The main team is, in name and appearance, more or less the same in all versions. Blackhawk has been an American, a Pole, an American of Polish extraction and a Pole again. Members of his team have changed names and nationality several times. The Blackhawk Squadron was active after the war as Blackhawk Airways, Blackhawk Express or Blackhawk Industries, or a combination thereof. Two villains named Killer Shark were mixed up. Timelines were altered in Zero Hour.
- 1941: Blackhawk of the Quality Universe is created by Will Eisner.
- 1953: Blackhawk's origin is re-told, in Blackhawk #71. His siblings, Jack and Connie, are now called Charlie and Sis. Hendrickson, formerly Dutch, is now German.
- 1955: Per Blackhawk #93, Blackhawk is American; Olaf is Swedish.
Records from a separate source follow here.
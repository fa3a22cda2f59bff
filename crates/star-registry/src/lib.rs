//! # Star Registry
//!
//! Ownership claims over stars, recorded on a tamper-evident block ledger.
//!
//! ## Overview
//!
//! - **Challenges**: a claimant asks for a challenge, signs it with the key
//!   behind their address, and submits it back within the validity window
//! - **Claims**: an accepted claim is sealed as one block on the ledger
//! - **Queries**: blocks by digest or position, stars by claimant address
//! - **Audits**: recompute every digest and check every predecessor link
//!
//! ## Usage
//!
//! ```rust
//! use serde_json::json;
//! use star_registry::{Registry, RegistryConfig};
//! use star_registry::core::Keypair;
//!
//! # async fn example() -> star_registry::Result<()> {
//! let registry = Registry::new(RegistryConfig::default())?;
//! let keypair = Keypair::generate();
//! let address = keypair.address();
//!
//! let message = registry.issue_challenge(&address).await;
//! let signature = keypair.sign_message(&message);
//! let block = registry
//!     .accept_claim(&address, &message, &signature, json!({"ra": "10h", "dec": "-5d"}))
//!     .await?;
//! assert_eq!(block.position, 1);
//!
//! let stars = registry.find_by_address(&address).await?;
//! assert_eq!(stars.len(), 1);
//!
//! assert!(registry.audit().await?.is_consistent());
//! # Ok(())
//! # }
//! ```
//!
//! ## Re-exports
//!
//! - `star_registry::core` - Blocks, digests, claims and primitives
//! - `star_registry::ledger` - The append-only block sequence

pub mod audit;
pub mod challenge;
pub mod config;
pub mod error;
pub mod query;
pub mod registry;

// Re-export component crates
pub use star_registry_core as core;
pub use star_registry_ledger as ledger;

pub use audit::AuditReport;
pub use challenge::Challenge;
pub use config::RegistryConfig;
pub use error::{RegistryError, Result};
pub use query::{AddressScan, SkippedEntry};
pub use registry::Registry;

pub use star_registry_core::{
    Block, BlockDigest, ClaimPayload, Keypair, StarRecord, ValidationError,
};
pub use star_registry_ledger::Ledger;
//! Error types for the ledger.

use star_registry_core::CoreError;
use thiserror::Error;

/// Errors that can occur during ledger operations.
#[derive(Debug, Error)]
pub enum LedgerError {
    /// Sealing failed (the digest primitive errored). The ledger is unchanged.
    #[error("failed to seal block: {0}")]
    Seal(#[from] CoreError),

    /// A restored sequence is not indexed `0..n`.
    #[error("block at index {index} has position {position}")]
    NonContiguous { index: usize, position: u64 },
}

/// Result type for ledger operations.
pub type Result<T> = std::result::Result<T, LedgerError>;
//! # Star Registry Core
//!
//! Pure primitives for the star registry ledger: blocks, digests, claim
//! payloads, and signature verification.
//!
//! This crate contains no I/O and no locking. It is pure computation over
//! the data structures the ledger is built from.
//!
//! ## Key Types
//!
//! - [`Block`] - A sealed, immutable ledger entry
//! - [`BlockDigest`] - Content-address of a block (SHA-256)
//! - [`ClaimPayload`] - The decoded ownership claim carried by a block
//! - [`BlockHasher`] / [`SignatureVerifier`] - The two external primitives
//!
//! ## Canonicalization
//!
//! Block digests are computed over deterministic CBOR. See [`canonical`].

pub mod block;
pub mod canonical;
pub mod claim;
pub mod clock;
pub mod crypto;
pub mod error;
pub mod types;
pub mod validation;

pub use block::{Block, GENESIS_PAYLOAD};
pub use canonical::{canonical_block_bytes, digest_input, DIGEST_DOMAIN};
pub use claim::{ClaimPayload, StarRecord};
pub use clock::{Clock, SystemClock};
pub use crypto::{BlockHasher, Ed25519Verifier, Keypair, Sha256Hasher, SignatureVerifier};
pub use error::{CoreError, ValidationError};
pub use types::BlockDigest;
pub use validation::{check_digest, check_genesis, check_link, validate_block};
- 1957: As DC takes over Quality's stock, it continues publishing Blackhawk stories with Blackhawk #108. This version isn't firmly established as Earth-One until 1967.
- 1957: One story, "The Doomed Dogfight", presents a new continuity contradiction: somehow the Blackhawk team was not formed until 1944. This is consistent with the origin tale told later, which has the team first coming together for the D-Day invasion, but it is not consistent with the first origin.
- 1959: Introduction of Lady Blackhawk.
- 1967: The Blackhawks, after being reminded they're outdated as a concept, adopt ridiculous superhero names. Well, everyone except Blackhawk, he's supposed to be cool.
- 1973: Along with several other Quality Comics characters, Blackhawk is introduced on Earth-X. Later appearances establish he is originally from Earth-Two. This version of Blackhawk is Polish, as opposed to earlier versions, who were American.
- 1976: After being cancelled at #243 in 1968, the series is picked up again with the "New Blackhawk", only to be canceled again at #250. The Crisis on Infinite Earths: The Compendium states it took place on Earth-Thirty-Two, a repository for non-canon "Earth-One" stories.
- 1983: Mark Evanier picks up the series at #251, setting it in World War II and rewriting most history. This version of the team is now established as the Earth-One Blackhawks by an editorial comment on the letters page of #256. Chop-Chop's old origin is changed, and Lady Blackhawk is absent. The stories are mostly told via flashbacks, do not appear to be in chronological order, and give conflicting information regarding when they happened.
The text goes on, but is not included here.